use quill_primitives::{Hash, keccak256};
use quill_signer::{Signature, SignatureError, Signer};

use crate::{
    ChainBinding, SignedTransaction, TransactionType, request,
    utils::{RlpFields, enveloped},
};

/// A transaction request bound to a chain, ready to be signed.
#[derive(Clone, Debug, PartialEq, Eq)]
pub enum UnsignedTransaction {
    Legacy {
        request: request::Legacy,
        chain: ChainBinding,
    },
    Eip1559 {
        request: request::Eip1559,
        chain_id: u64,
    },
    Eip4844 {
        request: request::Eip4844,
        chain_id: u64,
    },
}

impl UnsignedTransaction {
    pub fn transaction_type(&self) -> TransactionType {
        match self {
            UnsignedTransaction::Legacy { .. } => TransactionType::Legacy,
            UnsignedTransaction::Eip1559 { .. } => TransactionType::Eip1559,
            UnsignedTransaction::Eip4844 { .. } => TransactionType::Eip4844,
        }
    }

    /// The chain id, or `None` for a pre-EIP-155 legacy transaction.
    pub fn chain_id(&self) -> Option<u64> {
        match self {
            UnsignedTransaction::Legacy { chain, .. } => chain.chain_id(),
            UnsignedTransaction::Eip1559 { chain_id, .. }
            | UnsignedTransaction::Eip4844 { chain_id, .. } => Some(*chain_id),
        }
    }

    pub fn nonce(&self) -> u64 {
        match self {
            UnsignedTransaction::Legacy { request, .. } => request.nonce(),
            UnsignedTransaction::Eip1559 { request, .. } => request.nonce(),
            UnsignedTransaction::Eip4844 { request, .. } => request.nonce(),
        }
    }

    /// The bytes whose Keccak-256 hash is signed.
    pub fn encode_for_signing(&self) -> Vec<u8> {
        match self {
            UnsignedTransaction::Legacy { request, chain } => {
                let mut fields = request.fields();
                if let ChainBinding::Eip155(chain_id) = chain {
                    fields.extend([chain_id as &dyn quill_rlp::Encodable, &0u64, &0u64]);
                }

                quill_rlp::encode(&RlpFields(fields))
            }
            UnsignedTransaction::Eip1559 { request, chain_id } => {
                enveloped(request::Eip1559::TYPE, &RlpFields(request.fields(chain_id)))
            }
            UnsignedTransaction::Eip4844 { request, chain_id } => {
                enveloped(request::Eip4844::TYPE, &RlpFields(request.fields(chain_id)))
            }
        }
    }

    /// The hash to sign.
    pub fn signing_hash(&self) -> Hash {
        keccak256(self.encode_for_signing())
    }

    /// Encodes the broadcast envelope for `signature`.
    ///
    /// `v` may be a bare Y-parity, 27/28, or an EIP-155 value for this
    /// transaction's chain; it is rewritten into the form the envelope uses.
    pub fn encode_as_envelope(&self, signature: &Signature) -> Result<Vec<u8>, SignatureError> {
        let signature = self.wire_signature(signature)?;
        Ok(self.encode_with_wire_signature(&signature))
    }

    /// Signs the transaction with `signer`.
    ///
    /// The signature is checked against the signer's address before it is
    /// attached.
    pub fn sign(self, signer: &impl Signer) -> Result<SignedTransaction, SignatureError> {
        let hash = self.signing_hash();
        let sender = signer.address();
        let signature = signer.sign_hash(&hash)?;
        signature.verify(&hash, sender)?;

        log::debug!(
            "Signed {:?} transaction with nonce {} for {sender}",
            self.transaction_type(),
            self.nonce()
        );

        let signature = self.wire_signature(&signature)?;
        Ok(SignedTransaction::new(self, signature, Some(sender)))
    }

    /// Attaches an externally produced signature. The sender is recovered
    /// to validate it.
    pub fn into_signed(self, signature: &Signature) -> Result<SignedTransaction, SignatureError> {
        let sender = signature.recover(&self.signing_hash())?;
        let signature = self.wire_signature(signature)?;

        Ok(SignedTransaction::new(self, signature, Some(sender)))
    }

    /// Rewrites `v` into the form the envelope carries: EIP-155 or 27/28 for
    /// legacy transactions, a bare Y-parity for typed ones.
    fn wire_signature(&self, signature: &Signature) -> Result<Signature, SignatureError> {
        match self.chain_binding() {
            ChainBinding::PreEip155 => {
                if signature.is_eip155() {
                    return Err(SignatureError::InvalidV {
                        v: signature.v,
                        chain_id: None,
                    });
                }
                signature.to_pre_eip155()
            }
            ChainBinding::Eip155(chain_id) => {
                let parity = Signature {
                    v: u64::from(signature.recovery_id(chain_id)?),
                    ..*signature
                };

                if self.transaction_type() == TransactionType::Legacy {
                    parity.to_eip155(chain_id)
                } else {
                    Ok(parity)
                }
            }
        }
    }

    fn chain_binding(&self) -> ChainBinding {
        match self {
            UnsignedTransaction::Legacy { chain, .. } => *chain,
            UnsignedTransaction::Eip1559 { chain_id, .. }
            | UnsignedTransaction::Eip4844 { chain_id, .. } => ChainBinding::Eip155(*chain_id),
        }
    }

    /// Encodes the envelope for a signature whose `v` is already in wire
    /// form.
    pub(crate) fn encode_with_wire_signature(&self, signature: &Signature) -> Vec<u8> {
        let signature_fields = [
            &signature.v as &dyn quill_rlp::Encodable,
            &signature.r,
            &signature.s,
        ];

        match self {
            UnsignedTransaction::Legacy { request, .. } => {
                let mut fields = request.fields();
                fields.extend(signature_fields);

                quill_rlp::encode(&RlpFields(fields))
            }
            UnsignedTransaction::Eip1559 { request, chain_id } => {
                let mut fields = request.fields(chain_id);
                fields.extend(signature_fields);

                enveloped(request::Eip1559::TYPE, &RlpFields(fields))
            }
            UnsignedTransaction::Eip4844 { request, chain_id } => {
                let mut fields = request.fields(chain_id);
                fields.extend(signature_fields);

                enveloped(request::Eip4844::TYPE, &RlpFields(fields))
            }
        }
    }
}

#[cfg(test)]
mod tests {
    use std::str::FromStr;

    use quill_primitives::{Address, Wei};
    use quill_signer::LocalSigner;
    use quill_test_utils::secret_key::{HARDHAT_SECRET_KEY, secret_key_from_str};

    use super::*;
    use crate::request::Legacy;

    fn transfer() -> anyhow::Result<request::Legacy> {
        Ok(Legacy::builder()
            .nonce(0)
            .gas_price(20_000_000_000)
            .gas_limit(21_000)
            .to(Address::from_str("0x000000000000000000000000000000000000dead")?)
            .value(Wei::ZERO)
            .build()?)
    }

    #[test]
    fn eip155_preimage_appends_chain_id() -> anyhow::Result<()> {
        let unsigned = transfer()?.bind(ChainBinding::Eip155(1));

        assert_eq!(
            quill_primitives::hex::encode(unsigned.encode_for_signing()),
            "e4808504a817c80082520894000000000000000000000000000000000000dead8080018080"
        );
        assert_eq!(unsigned.chain_id(), Some(1));

        Ok(())
    }

    #[test]
    fn pre_eip155_preimage_has_six_fields() -> anyhow::Result<()> {
        let unsigned = transfer()?.bind(ChainBinding::PreEip155);

        assert_eq!(
            quill_primitives::hex::encode(unsigned.encode_for_signing()),
            "e1808504a817c80082520894000000000000000000000000000000000000dead8080"
        );
        assert_eq!(unsigned.chain_id(), None);

        Ok(())
    }

    #[test]
    fn rejects_signature_for_another_chain() -> anyhow::Result<()> {
        let signer = LocalSigner::new(secret_key_from_str(HARDHAT_SECRET_KEY)?);
        let unsigned = transfer()?.bind(ChainBinding::Eip155(1));
        let signature = signer.sign_hash(&unsigned.signing_hash())?.to_eip155(5)?;

        assert!(matches!(
            unsigned.encode_as_envelope(&signature),
            Err(SignatureError::InvalidV {
                chain_id: Some(1),
                ..
            })
        ));

        Ok(())
    }

    #[test]
    fn envelope_accepts_any_v_form() -> anyhow::Result<()> {
        let signer = LocalSigner::new(secret_key_from_str(HARDHAT_SECRET_KEY)?);
        let unsigned = transfer()?.bind(ChainBinding::Eip155(1));
        let signature = signer.sign_hash(&unsigned.signing_hash())?;

        let from_parity = unsigned.encode_as_envelope(&signature)?;
        let from_legacy = unsigned.encode_as_envelope(&signature.to_pre_eip155()?)?;
        let from_eip155 = unsigned.encode_as_envelope(&signature.to_eip155(1)?)?;

        assert_eq!(from_parity, from_legacy);
        assert_eq!(from_parity, from_eip155);

        Ok(())
    }
}
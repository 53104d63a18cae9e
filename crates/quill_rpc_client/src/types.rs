//! Ethereum JSON-RPC payload types used by the typed client helpers.

use quill_primitives::{Address, Hash, HexData, Wei, quantity};
use serde::{Deserialize, Serialize, Serializer};

/// A block tag understood by every node.
#[derive(Clone, Copy, Debug, PartialEq, Eq, Serialize, Deserialize)]
#[serde(rename_all = "lowercase")]
pub enum BlockTag {
    /// The genesis block
    Earliest,
    /// The most recent block
    Latest,
    /// The block being built
    Pending,
    /// The most recent safe head
    Safe,
    /// The most recent finalized block
    Finalized,
}

/// Identifies the block a read is evaluated against.
#[derive(Clone, Copy, Debug, PartialEq, Eq)]
pub enum BlockSpec {
    /// A block by number
    Number(u64),
    /// A block by tag
    Tag(BlockTag),
}

impl BlockSpec {
    /// The `latest` tag
    pub const fn latest() -> Self {
        BlockSpec::Tag(BlockTag::Latest)
    }

    /// The `pending` tag
    pub const fn pending() -> Self {
        BlockSpec::Tag(BlockTag::Pending)
    }
}

impl Default for BlockSpec {
    fn default() -> Self {
        Self::latest()
    }
}

impl From<u64> for BlockSpec {
    fn from(number: u64) -> Self {
        BlockSpec::Number(number)
    }
}

impl From<BlockTag> for BlockSpec {
    fn from(tag: BlockTag) -> Self {
        BlockSpec::Tag(tag)
    }
}

impl Serialize for BlockSpec {
    fn serialize<S: Serializer>(&self, serializer: S) -> Result<S::Ok, S::Error> {
        match self {
            BlockSpec::Number(number) => quantity::u64::serialize(number, serializer),
            BlockSpec::Tag(tag) => tag.serialize(serializer),
        }
    }
}

/// Arguments of `eth_call` and `eth_estimateGas`.
#[derive(Clone, Debug, Default, PartialEq, Eq, Serialize)]
#[serde(rename_all = "camelCase")]
pub struct CallRequest {
    /// Sender
    #[serde(skip_serializing_if = "Option::is_none")]
    pub from: Option<Address>,
    /// `None` simulates a contract creation.
    #[serde(skip_serializing_if = "Option::is_none")]
    pub to: Option<Address>,
    /// Gas limit
    #[serde(
        skip_serializing_if = "Option::is_none",
        with = "quantity::opt_u64"
    )]
    pub gas: Option<u64>,
    /// Value transferred
    #[serde(skip_serializing_if = "Option::is_none")]
    pub value: Option<Wei>,
    /// Call data
    #[serde(skip_serializing_if = "Option::is_none")]
    pub data: Option<HexData>,
}

/// A log emitted during execution.
#[derive(Clone, Debug, PartialEq, Eq, Deserialize)]
#[serde(rename_all = "camelCase")]
pub struct Log {
    /// Emitting contract
    pub address: Address,
    /// Indexed topics, the event signature hash first
    pub topics: Vec<Hash>,
    /// Non-indexed data
    pub data: HexData,
    /// Position in the block
    #[serde(default, with = "quantity::opt_u64")]
    pub log_index: Option<u64>,
}

/// Result of `eth_getTransactionReceipt`.
#[derive(Clone, Debug, PartialEq, Eq, Deserialize)]
#[serde(rename_all = "camelCase")]
pub struct TransactionReceipt {
    /// Hash of the transaction
    pub transaction_hash: Hash,
    /// Position in the block
    #[serde(with = "quantity::u64")]
    pub transaction_index: u64,
    /// Hash of the including block
    pub block_hash: Hash,
    /// Number of the including block
    #[serde(with = "quantity::u64")]
    pub block_number: u64,
    /// Sender
    pub from: Address,
    /// Recipient; `None` for contract creation
    pub to: Option<Address>,
    /// Gas used by this transaction
    #[serde(with = "quantity::u64")]
    pub gas_used: u64,
    /// Gas used by the block up to and including this transaction
    #[serde(with = "quantity::u64")]
    pub cumulative_gas_used: u64,
    /// Price paid per unit of gas
    #[serde(default)]
    pub effective_gas_price: Option<Wei>,
    /// Address of the created contract, if any
    #[serde(default)]
    pub contract_address: Option<Address>,
    /// `1` for success, `0` for failure; absent before Byzantium.
    #[serde(default, with = "quantity::opt_u64")]
    pub status: Option<u64>,
    /// Emitted logs
    #[serde(default)]
    pub logs: Vec<Log>,
}

impl TransactionReceipt {
    /// Whether execution succeeded. Pre-Byzantium receipts carry no status
    /// and report `None`.
    pub fn succeeded(&self) -> Option<bool> {
        self.status.map(|status| status == 1)
    }
}

/// Result of `eth_feeHistory`.
#[derive(Clone, Debug, PartialEq, Deserialize)]
#[serde(rename_all = "camelCase")]
pub struct FeeHistory {
    /// Lowest number block of returned range.
    #[serde(with = "quantity::u64")]
    pub oldest_block: u64,
    /// Base fees of the returned blocks, plus the block after the newest.
    pub base_fee_per_gas: Vec<Wei>,
    /// Blob base fees, when the node reports them
    #[serde(default)]
    pub base_fee_per_blob_gas: Vec<Wei>,
    /// Ratio of gas used to gas limit, per block
    pub gas_used_ratio: Vec<f64>,
    /// Priority fees at the requested percentiles, per block.
    #[serde(default)]
    pub reward: Option<Vec<Vec<Wei>>>,
}

#[derive(Deserialize)]
#[serde(transparent)]
pub(crate) struct U64Quantity(#[serde(with = "quantity::u64")] pub u64);

#[derive(Deserialize)]
#[serde(transparent)]
pub(crate) struct U128Quantity(#[serde(with = "quantity::u128")] pub u128);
··········
Instructions for the task
Could you copy out every line in the material above that contains the string "recent"?

Expected answer
    /// The most recent block
    /// The most recent safe head
    /// The most recent finalized block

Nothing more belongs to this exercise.